Adapun harga methanol di pasar China tercatat turun 0,73 persen menjadi CNY 2.569 per ton dalam sehari dan melemah 7,16 persen secara YTD. Sementara itu, heating oil (minyak pemanas) dan gasoline juga mencatat kenaikan tipis masing-masing sebesar 0,02 persen.

Secara keseluruhan, volatilitas harga energi dipengaruhi oleh berbagai faktor, termasuk pergerakan pasar global, kebijakan OPEC+ (Organization of the Petroleum Exporting Countries), serta kondisi permintaan dan pasokan di masing-masing regional.

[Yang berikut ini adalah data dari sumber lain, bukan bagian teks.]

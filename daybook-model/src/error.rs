//! Error types for entity conversion.

use crate::history::DuplicateValueError;
use daybook_types::ValidationError;
use thiserror::Error;

/// Result type for cast/conversion operations.
pub type ConvertResult<T> = Result<T, ConvertError>;

/// Errors raised by the cast dispatcher and the DTO reconstruction paths.
#[derive(Debug, Error)]
pub enum ConvertError {
    /// The requested (source, target) pair is not in the source type's
    /// conversion table. Deterministic: the same pair fails the same way on
    /// every call.
    #[error("cannot convert {source_type} to {target_type}")]
    Unsupported {
        source_type: String,
        target_type: String,
    },

    /// A construct-from-linked-entity entry point failed. Wraps the root
    /// cause exactly once; the message text is part of the contract with
    /// existing consumers.
    #[error("Error creating {type_name} object")]
    Creation {
        type_name: &'static str,
        #[source]
        source: Box<ConvertError>,
    },

    /// A nested value the conversion depends on was unexpectedly absent.
    #[error("missing value for {field} while converting {type_name}")]
    Missing {
        type_name: &'static str,
        field: &'static str,
    },

    /// A stored history log contained a repeated value.
    #[error(transparent)]
    Duplicate(#[from] DuplicateValueError),

    /// Stored data failed the same bounds the setters enforce.
    #[error(transparent)]
    Validation(#[from] ValidationError),
}

impl ConvertError {
    /// Wraps `inner` as a [`ConvertError::Creation`] for `type_name`.
    ///
    /// An inner error that is already a `Creation` is passed through
    /// unchanged — the wrap is applied at most once along a call chain.
    #[must_use]
    pub fn wrap_creation(type_name: &'static str, inner: ConvertError) -> ConvertError {
        match inner {
            wrapped @ ConvertError::Creation { .. } => wrapped,
            other => ConvertError::Creation {
                type_name,
                source: Box::new(other),
            },
        }
    }
}
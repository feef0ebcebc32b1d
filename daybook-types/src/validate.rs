//! Property validation helpers.
//!
//! A validated setter calls one or more of these BEFORE assigning, so a
//! rejected write leaves the field (and the entity's modification timestamp)
//! untouched. The bounds here are the ones shared across the organizer
//! entities; per-entity setters choose which checks apply to each field.

use crate::ValidationError;

/// Maximum length for name-like fields (names, titles, usernames).
pub const NAME_MAX: usize = 100;

/// Maximum length for description-like fields (notes, details).
pub const DESCRIPTION_MAX: usize = 1000;

/// Rejects negative numeric values.
pub fn non_negative(field: &'static str, value: i64) -> Result<(), ValidationError> {
    if value < 0 {
        return Err(ValidationError::Range { field, value });
    }
    Ok(())
}

/// Rejects strings longer than `max` characters.
pub fn max_len(field: &'static str, value: &str, max: usize) -> Result<(), ValidationError> {
    let len = value.chars().count();
    if len > max {
        return Err(ValidationError::Length { field, max, len });
    }
    Ok(())
}

/// Rejects empty or whitespace-only strings.
pub fn required(field: &'static str, value: &str) -> Result<(), ValidationError> {
    if value.trim().is_empty() {
        return Err(ValidationError::Required { field });
    }
    Ok(())
}

/// Applies `max_len` to an optional string, accepting `None`.
pub fn max_len_opt(
    field: &'static str,
    value: Option<&str>,
    max: usize,
) -> Result<(), ValidationError> {
    match value {
        Some(v) => max_len(field, v, max),
        None => Ok(()),
    }
}
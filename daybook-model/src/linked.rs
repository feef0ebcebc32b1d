//! The linked-entity slot: one polymorphic association per account.
//!
//! An account may point at exactly one of several unrelated concrete types.
//! The "exactly one" invariant is enforced by construction: the payload is a
//! sum type, so storing a new kind structurally clears every other kind.
//! The reference id and the type discriminator are derived projections of
//! whichever variant is active — they are never independently settable.

use crate::entities::{Contact, Organization, SubAccount, User};
use serde::{Deserialize, Serialize};
use serde_json::Value;

/// An arbitrary entity payload for links outside the built-in kinds.
///
/// Carries its own kind string and an opaque JSON body, so consumers can
/// link anything that has an identity without the core knowing its shape.
#[derive(Debug, Clone, PartialEq, Serialize, Deserialize)]
pub struct GenericEntity {
    pub id: i64,
    pub kind: String,
    pub data: Value,
}

impl GenericEntity {
    /// Creates a generic payload with no body.
    #[must_use]
    pub fn new(id: i64, kind: impl Into<String>) -> Self {
        Self {
            id,
            kind: kind.into(),
            data: Value::Null,
        }
    }
}

/// The payload of a linked-entity slot. Exactly one variant is ever active.
#[derive(Debug, Clone, PartialEq)]
pub enum LinkedEntity {
    User(User),
    Contact(Contact),
    Organization(Organization),
    SubAccount(SubAccount),
    Generic(GenericEntity),
}

impl LinkedEntity {
    /// The payload's own id, projected as the slot's reference id.
    #[must_use]
    pub fn id(&self) -> i64 {
        match self {
            Self::User(u) => u.id(),
            Self::Contact(c) => c.id(),
            Self::Organization(o) => o.id(),
            Self::SubAccount(s) => s.id(),
            Self::Generic(g) => g.id,
        }
    }

    /// The runtime type discriminator for the active kind.
    #[must_use]
    pub fn type_name(&self) -> &str {
        match self {
            Self::User(_) => "User",
            Self::Contact(_) => "Contact",
            Self::Organization(_) => "Organization",
            Self::SubAccount(_) => "SubAccount",
            Self::Generic(g) => &g.kind,
        }
    }
}

/// Holder for the single polymorphic association of an entity.
///
/// `ref_id` and `ref_type` stay consistent with the active variant at all
/// times, including when the slot is constructed around a pre-built payload
/// via [`with`](Self::with) instead of going through [`set`](Self::set).
#[derive(Debug, Clone, Default, PartialEq)]
pub struct LinkedSlot {
    link: Option<LinkedEntity>,
}

impl LinkedSlot {
    /// An empty slot: no payload, reference id 0, no discriminator.
    #[must_use]
    pub fn empty() -> Self {
        Self::default()
    }

    /// Constructs a slot around a pre-built payload.
    #[must_use]
    pub fn with(link: LinkedEntity) -> Self {
        Self { link: Some(link) }
    }

    /// Replaces the slot's contents. `None` clears every kind; a payload
    /// stores its kind and clears all others (by construction of the sum
    /// type) and rederives the reference id and type discriminator.
    pub fn set(&mut self, link: Option<LinkedEntity>) {
        self.link = link;
    }

    /// Clears the slot.
    pub fn clear(&mut self) {
        self.link = None;
    }

    /// The active payload, if any.
    #[must_use]
    pub fn get(&self) -> Option<&LinkedEntity> {
        self.link.as_ref()
    }

    /// Derived reference id: the payload's id, or 0 when the slot is empty.
    /// 0 is the omit-if-default sentinel at the JSON boundary.
    #[must_use]
    pub fn ref_id(&self) -> i64 {
        self.link.as_ref().map_or(0, LinkedEntity::id)
    }

    /// Derived type discriminator for the active payload.
    #[must_use]
    pub fn ref_type(&self) -> Option<&str> {
        self.link.as_ref().map(LinkedEntity::type_name)
    }

    /// The payload when the active kind is `User`.
    #[must_use]
    pub fn user(&self) -> Option<&User> {
        match &self.link {
            Some(LinkedEntity::User(u)) => Some(u),
            _ => None,
        }
    }

    /// The payload when the active kind is `Contact`.
    #[must_use]
    pub fn contact(&self) -> Option<&Contact> {
        match &self.link {
            Some(LinkedEntity::Contact(c)) => Some(c),
            _ => None,
        }
    }

    /// The payload when the active kind is `Organization`.
    #[must_use]
    pub fn organization(&self) -> Option<&Organization> {
        match &self.link {
            Some(LinkedEntity::Organization(o)) => Some(o),
            _ => None,
        }
    }

    /// The payload when the active kind is `SubAccount`.
    #[must_use]
    pub fn sub_account(&self) -> Option<&SubAccount> {
        match &self.link {
            Some(LinkedEntity::SubAccount(s)) => Some(s),
            _ => None,
        }
    }

    /// The payload when the active kind is generic.
    #[must_use]
    pub fn generic(&self) -> Option<&GenericEntity> {
        match &self.link {
            Some(LinkedEntity::Generic(g)) => Some(g),
            _ => None,
        }
    }

    /// True when no payload is linked.
    #[must_use]
    pub fn is_empty(&self) -> bool {
        self.link.is_none()
    }
}
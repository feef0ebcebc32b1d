//! Transfer objects for the organizer entities.
//!
//! DTOs are plain camelCase serde records with no invariants of their own.
//! They carry timestamps verbatim so entities can be reconstructed from
//! storage, and they serialize directly through serde — the entity-side
//! [`ToJson`](crate::json::ToJson) machinery is not involved. Fields marked
//! omit-if-default (`refId`, `refType`) disappear from the wire instead of
//! appearing with their sentinel.

use crate::convert::{self, BuiltTarget, Cast};
use crate::linked::GenericEntity;
use chrono::{DateTime, Utc};
use serde::{Deserialize, Serialize};
use std::any::TypeId;

fn is_zero(value: &i64) -> bool {
    *value == 0
}

#[derive(Debug, Clone, Default, PartialEq, Serialize, Deserialize)]
#[serde(rename_all = "camelCase", default)]
pub struct UserDto {
    pub id: i64,
    pub username: String,
    #[serde(skip_serializing_if = "Option::is_none")]
    pub display_name: Option<String>,
    #[serde(skip_serializing_if = "Option::is_none")]
    pub email: Option<String>,
    pub date_created: Option<DateTime<Utc>>,
    pub date_modified: Option<DateTime<Utc>>,
}

#[derive(Debug, Clone, Default, PartialEq, Serialize, Deserialize)]
#[serde(rename_all = "camelCase", default)]
pub struct ContactDto {
    pub id: i64,
    pub name: String,
    pub email: Option<String>,
    pub phone: Option<String>,
    pub notes: Option<String>,
    // The organization back-reference is not carried on the transfer object.
    pub address: Option<AddressDto>,
    pub date_created: Option<DateTime<Utc>>,
    pub date_modified: Option<DateTime<Utc>>,
}

#[derive(Debug, Clone, Default, PartialEq, Serialize, Deserialize)]
#[serde(rename_all = "camelCase", default)]
pub struct OrganizationDto {
    pub id: i64,
    pub name: String,
    pub website: Option<String>,
    pub contacts: Option<Vec<ContactDto>>,
    pub address: Option<AddressDto>,
    pub date_created: Option<DateTime<Utc>>,
    pub date_modified: Option<DateTime<Utc>>,
}

#[derive(Debug, Clone, Default, PartialEq, Serialize, Deserialize)]
#[serde(rename_all = "camelCase", default)]
pub struct AddressDto {
    pub id: i64,
    pub street: Option<String>,
    pub city: Option<String>,
    pub region_code: Option<String>,
    pub postal_code: Option<String>,
    pub country: Option<String>,
    pub date_created: Option<DateTime<Utc>>,
    pub date_modified: Option<DateTime<Utc>>,
}

#[derive(Debug, Clone, Default, PartialEq, Serialize, Deserialize)]
#[serde(rename_all = "camelCase", default)]
pub struct SubAccountDto {
    pub id: i64,
    pub name: String,
    pub username: Option<String>,
    pub notes: Option<String>,
    pub date_created: Option<DateTime<Utc>>,
    pub date_modified: Option<DateTime<Utc>>,
}

/// Transfer shape for accounts. At most one of the linked payload fields is
/// populated, mirroring the entity-side slot.
#[derive(Debug, Clone, Default, PartialEq, Serialize, Deserialize)]
#[serde(rename_all = "camelCase", default)]
pub struct AccountDto {
    pub id: i64,
    pub name: String,
    #[serde(skip_serializing_if = "is_zero")]
    pub ref_id: i64,
    #[serde(skip_serializing_if = "Option::is_none")]
    pub ref_type: Option<String>,
    pub user: Option<UserDto>,
    pub contact: Option<ContactDto>,
    pub organization: Option<OrganizationDto>,
    pub sub_account: Option<SubAccountDto>,
    pub generic: Option<GenericEntity>,
    pub sub_accounts: Option<Vec<SubAccountDto>>,
    pub date_created: Option<DateTime<Utc>>,
    pub date_modified: Option<DateTime<Utc>>,
}

#[derive(Debug, Clone, Default, PartialEq, Serialize, Deserialize)]
#[serde(rename_all = "camelCase", default)]
pub struct PasswordDto {
    pub id: i64,
    pub name: String,
    pub secret: Option<String>,
    pub url: Option<String>,
    pub notes: Option<String>,
    /// Every value the secret has held, oldest first. `None` entries are
    /// explicit null markers.
    pub previous_secrets: Vec<Option<String>>,
    pub date_created: Option<DateTime<Utc>>,
    pub date_modified: Option<DateTime<Utc>>,
}

#[derive(Debug, Clone, Default, PartialEq, Serialize, Deserialize)]
#[serde(rename_all = "camelCase", default)]
pub struct ProjectDto {
    pub id: i64,
    pub name: String,
    pub description: Option<String>,
    pub completed: bool,
    pub completed_at: Option<DateTime<Utc>>,
    pub assignments: Option<Vec<AssignmentDto>>,
    pub date_created: Option<DateTime<Utc>>,
    pub date_modified: Option<DateTime<Utc>>,
}

#[derive(Debug, Clone, Default, PartialEq, Serialize, Deserialize)]
#[serde(rename_all = "camelCase", default)]
pub struct AssignmentDto {
    pub id: i64,
    pub title: String,
    pub details: Option<String>,
    #[serde(skip_serializing_if = "is_zero")]
    pub project_id: i64,
    pub due_at: Option<DateTime<Utc>>,
    pub completed: bool,
    pub completed_at: Option<DateTime<Utc>>,
    pub date_created: Option<DateTime<Utc>>,
    pub date_modified: Option<DateTime<Utc>>,
}

// ── DTO → DTO passthrough casts ──────────────────────────────────

impl Cast for ContactDto {
    fn build(&self, target: TypeId) -> Option<BuiltTarget> {
        if target == TypeId::of::<UserDto>() {
            convert::entry(Ok(UserDto {
                id: self.id,
                username: self.name.clone(),
                display_name: Some(self.name.clone()),
                email: self.email.clone(),
                date_created: self.date_created,
                date_modified: self.date_modified,
            }))
        } else {
            None
        }
    }
}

Diberitakan KabarBursa.com sebelumnya, Ekonom dari Universitas Andalas, Syafruddin Karimi, mempertanyakan bagaimana Amerika Serikat akan memastikan bahwa suatu negara membeli minyak dari Rusia. Apakah semua mitra dagang AS harus membuka data kontrak energi mereka? Keraguan serupa juga disampaikan oleh William Reinsch dari Center for Strategic and International Studies, yang menilai kebijakan ini masih belum jelas secara teknis.

Syafruddin juga menilai langkah ini bisa menjadi bumerang bagi ekonomi global, terutama bagi negara-negara berkembang yang bergantung pada energi murah.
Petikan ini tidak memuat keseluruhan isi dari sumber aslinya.